5 convicted in Britain over protest at parade

LONDON — A court found five British Muslim men guilty on Monday of harassment and using insulting language during a protest they had staged at a parade welcoming British troops home from Afghanistan. The men had shouted slogans describing the soldiers as “murderers,” “rapists” and “baby killers.”

The highly unusual trial, in a district court in Luton, a town with a large Muslim population 30 miles north of London, was seen by the defendants’ supporters as a rare test of Britain’s liberal free speech laws. Lawyers for the men argued during testimony last week that they had been justified in the words they displayed on placards and shouted at the soldiers because they were speaking “the truth.”

But the district judge, Carolyn Mellanby, found five of the seven defendants guilty of offenses under Britain’s public order laws, specifically of using “threatening, abusive or insulting words” and of “behavior likely to cause harassment and distress.”

now here i have to take exception with the n.y. times characterisation of britain’s free speech laws as “liberal”. in fact, as i’ve pointed out here many times before, there is no such thing as “free speech” in the u.k. – only that speech which has not been made illegal. and “hate speech” which is thought to be unduly inflammatory or potentially provoking violence, is illegal.

which brings me neatly to exhibit b:

britain moves to ban controversial islamic group

LONDON (AP) — The British government banned an Islamist group notorious for glorifying al-Qaida and tied to terror plots at home and abroad, but its Lebanon-based spiritual leader promised to reorganize under a different name.

The group, Islam4UK, will be banned starting Thursday after its British leader, Anjem Choudary, threatened to bring hundreds of people marching in protest through the streets a small market town known for honoring the British soldiers killed in Afghanistan.

The latest ban puts the group in the same league with terror organizations such as al-Qaida, and the Tamil Tigers.
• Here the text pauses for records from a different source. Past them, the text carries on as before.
// SPDX-License-Identifier: PMPL-1.0-or-later
//! Color contrast check - WCAG 1.4.3 Contrast (Minimum) (Level AA)
//!
//! Collects the unique foreground/background pairs painted behind text and
//! evaluates each one. Pairs with a fully transparent background take their
//! backdrop from an ancestor and are left out. Fully transparent text paints
//! nothing and is left out too, as are colors that do not parse.

use crate::checks::{readable, AuditContext, Check};
use crate::contrast::{meets_threshold, parse_color, ColorSample, ContrastResult};
use crate::error::Result;
use crate::finding::AuditFinding;
use crate::rules::{Category, COLOR_CONTRAST};
use crate::tree::NodeId;
use std::collections::HashSet;
use tracing::debug;

/// Contrast check over text-bearing nodes
pub struct ContrastCheck;

impl Check for ContrastCheck {
    fn name(&self) -> &str {
        "Color Contrast"
    }

    fn category(&self) -> Category {
        Category::Color
    }

    fn evaluate(&self, ctx: &AuditContext<'_>) -> Result<Vec<AuditFinding>> {
        let minimum = ctx.config.contrast.minimum_ratio;
        let mut seen = HashSet::new();

        let findings = ctx
            .nodes()?
            .into_iter()
            .filter_map(|node| text_colors(ctx, node))
            .filter(|pair| seen.insert(*pair))
            .map(|(fg, bg)| pair_finding(fg, bg, minimum))
            .collect();

        Ok(findings)
    }
}

/// Resolved colors of a node that directly holds text
fn text_colors(ctx: &AuditContext<'_>, node: NodeId) -> Option<(ColorSample, ColorSample)> {
    let text = readable(node, ctx.tree.own_text(node))?;
    if text.trim().is_empty() {
        return None;
    }

    let style = readable(node, ctx.styles.computed_style(node))?;
    let background = match parse_color(&style.background_color) {
        Ok(c) if c.is_transparent() => return None,
        Ok(c) => c,
        Err(e) => {
            debug!(%node, error = %e, "Skipping unparseable background color");
            return None;
        }
    };
    let foreground = match parse_color(&style.color) {
        Ok(c) if c.is_transparent() => return None,
        Ok(c) => c,
        Err(e) => {
            debug!(%node, error = %e, "Skipping unparseable text color");
            return None;
        }
    };

    Some((foreground, background))
}

fn pair_finding(foreground: ColorSample, background: ColorSample, minimum: f64) -> AuditFinding {
    let result = ContrastResult::between(foreground, background);
    let subject = format!("{} on {}", foreground, background);

    let finding = if meets_threshold(result.ratio, minimum) {
        AuditFinding::pass(&COLOR_CONTRAST)
    } else {
        AuditFinding::fail(
            &COLOR_CONTRAST,
            &format!(
                "Contrast ratio {:.2}:1 is below the {}:1 minimum (WCAG level: {})",
                result.ratio, minimum, result.level
            ),
        )
        .with_suggestion(&format!(
            "Increase the contrast between text color and background color to at least {}:1",
            minimum
        ))
    };

    finding.with_subject(&subject)
}

#[cfg(test)]
mod tests {
    use super::*;
    use crate::config::AuditConfig;
    use crate::tree::{Element, MemoryTree};

    fn evaluate(tree: &MemoryTree, config: &AuditConfig) -> Vec<AuditFinding> {
        let ctx = AuditContext { tree, styles: tree, root: tree.root(), config };
        ContrastCheck.evaluate(&ctx).unwrap()
    }

    #[test]
    fn test_pair_per_unique_colors() {
        let mut tree = MemoryTree::new(Element::new("body").colors("#000", "#fff"));
        let root = tree.root();
        tree.append(root, Element::new("p").text("one").colors("#000000", "#ffffff"));
        tree.append(root, Element::new("p").text("two").colors("rgb(0, 0, 0)", "white"));
        tree.append(root, Element::new("p").text("three").colors("#777777", "#ffffff"));

        let findings = evaluate(&tree, &AuditConfig::default());
        assert_eq!(findings.len(), 2);
        assert!(findings[0].passed);
        assert_eq!(findings[0].subject.as_deref(), Some("#000000 on #ffffff"));
        assert!(!findings[1].passed);
        assert!(findings[1].issue.as_deref().unwrap().contains("4.48"));
    }

    #[test]
    fn test_transparent_background_excluded() {
        let mut tree = MemoryTree::new(Element::new("body"));
        let root = tree.root();
        tree.append(root, Element::new("span").text("x").colors("#eee", "transparent"));
        tree.append(root, Element::new("span").text("y").colors("#eee", "rgba(255, 255, 255, 0)"));
        assert!(evaluate(&tree, &AuditConfig::default()).is_empty());
    }

    #[test]
    fn test_transparent_text_excluded() {
        let mut tree = MemoryTree::new(Element::new("body"));
        let root = tree.root();
        tree.append(root, Element::new("span").text("x").colors("transparent", "#ffffff"));
        tree.append(root, Element::new("span").text("y").colors("rgba(0, 0, 0, 0)", "#f0f0f0"));
        assert!(evaluate(&tree, &AuditConfig::default()).is_empty());
    }

    #[test]
    fn test_nearly_transparent_background_evaluated() {
        let mut tree = MemoryTree::new(Element::new("body"));
        tree.append(tree.root(), Element::new("p").text("x").colors("#777777", "rgba(255, 255, 255, 0.001)"));
        let findings = evaluate(&tree, &AuditConfig::default());
        assert_eq!(findings.len(), 1);
        assert!(!findings[0].passed);
    }

    #[test]
    fn test_unparseable_and_empty_text_skipped() {
        let mut tree = MemoryTree::new(Element::new("body"));
        let root = tree.root();
        tree.append(root, Element::new("p").text("x").colors("hsl(0, 0%, 0%)", "#fff"));
        tree.append(root, Element::new("p").text("   ").colors("#eee", "#fff"));
        tree.append(root, Element::new("p").text("gone").colors("#eee", "#fff").detached());
        assert!(evaluate(&tree, &AuditConfig::default()).is_empty());
    }

    #[test]
    fn test_configured_minimum() {
        let mut tree = MemoryTree::new(Element::new("body"));
        let root = tree.root();
        // ~5.33:1, passes AA but not a 7:1 minimum
        tree.append(root, Element::new("p").text("x").colors("#6b6b6b", "#ffffff"));

        assert!(evaluate(&tree, &AuditConfig::default())[0].passed);

        let mut strict = AuditConfig::default();
        strict.contrast.minimum_ratio = 7.0;
        let findings = evaluate(&tree, &strict);
        assert!(!findings[0].passed);
        assert!(findings[0].suggestion.as_deref().unwrap().contains("7:1"));
    }
}
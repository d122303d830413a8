// SPDX-License-Identifier: PMPL-1.0-or-later
//! Error types for the auditor.
//!
//! Only host-facing operations (loading configuration, reading files,
//! serialising reports) ever surface an [`AuditError`] to callers. Errors
//! raised while auditing a tree are folded into findings by the auditor.

use crate::rules::Category;
use crate::tree::NodeId;
use thiserror::Error;

/// A color string that could not be resolved to a [`ColorSample`](crate::contrast::ColorSample)
#[derive(Error, Debug, Clone, PartialEq, Eq)]
pub enum ColorParseError {
    #[error("unrecognised color value: {0:?}")]
    Unrecognised(String),

    #[error("color channel out of range in {0:?}")]
    ChannelOutOfRange(String),
}

/// A single node read against the host tree failed
#[derive(Error, Debug, Clone, PartialEq, Eq)]
pub enum NodeReadError {
    #[error("node {0} does not exist in this tree")]
    UnknownNode(NodeId),

    #[error("node {0} is detached from the host tree")]
    Detached(NodeId),
}

/// Main error type for the auditor
#[derive(Error, Debug)]
pub enum AuditError {
    #[error("{category} checks could not be evaluated: {message}")]
    RuleEvaluation { category: Category, message: String },

    #[error("Node read failed: {0}")]
    NodeRead(#[from] NodeReadError),

    #[error("IO error: {0}")]
    Io(#[from] std::io::Error),

    #[error("Configuration error: {0}")]
    Config(String),

    #[error("TOML parse error: {0}")]
    Toml(#[from] toml::de::Error),

    #[error("YAML parse error: {0}")]
    Yaml(#[from] serde_yaml::Error),

    #[error("JSON error: {0}")]
    Json(#[from] serde_json::Error),
}

pub type Result<T> = std::result::Result<T, AuditError>;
It could lead to the arrest of anyone meeting under the Islam4UK name or using the group’s insignia.

The group, previously known as Al-Muhajiroun, was banned before only to change its name and resurface again.

nope, no freedom of assembly here either! setting aside the obvious inanity of “banning” something which can simply reform the following day under another name, you’d assume that if they were actual terrorists, they could be arrested under the terrorism act (rather than just oh, “banned”), right?

oh, wait. someone already said that.

“‘Shouldn’t we, as a democracy and a country which upholds the rule of law and order, be banning individuals who break the law rather than banning organizations?” spokesman [for The Muslim Council of Britain] Inayat Bunglawala said.

and speaking of the terrorism act:

stop and search powers of the terrorism act ruled illegal by the european court of human rights.

Police powers to use terror laws to stop and search people without grounds for suspicion are illegal, the European Court of Human Rights has ruled.

The Strasbourg court has been hearing a case involving two people stopped near an arms fair in London in 2003.

It said that Kevin Gillan and Pennie Quinton’s right to respect for a private and family life was violated.

Home Office Minister David Hanson MP said he was “disappointed” and would considering whether to appeal.

those are the same laws which have in the past few years pretty much allowed any police person to stop and search any person anywhere without reasonable cause… as long as they record it in a notebook. they’ve made excellent use of this law – using it for everything from trying to get knives off the streets to harrassing climate change protestors to intimidating news photographers and tourists from taking photos of tourist attractions… but not actually catching many terrorists.

so tell me again what kind of “enlightened” society i live in?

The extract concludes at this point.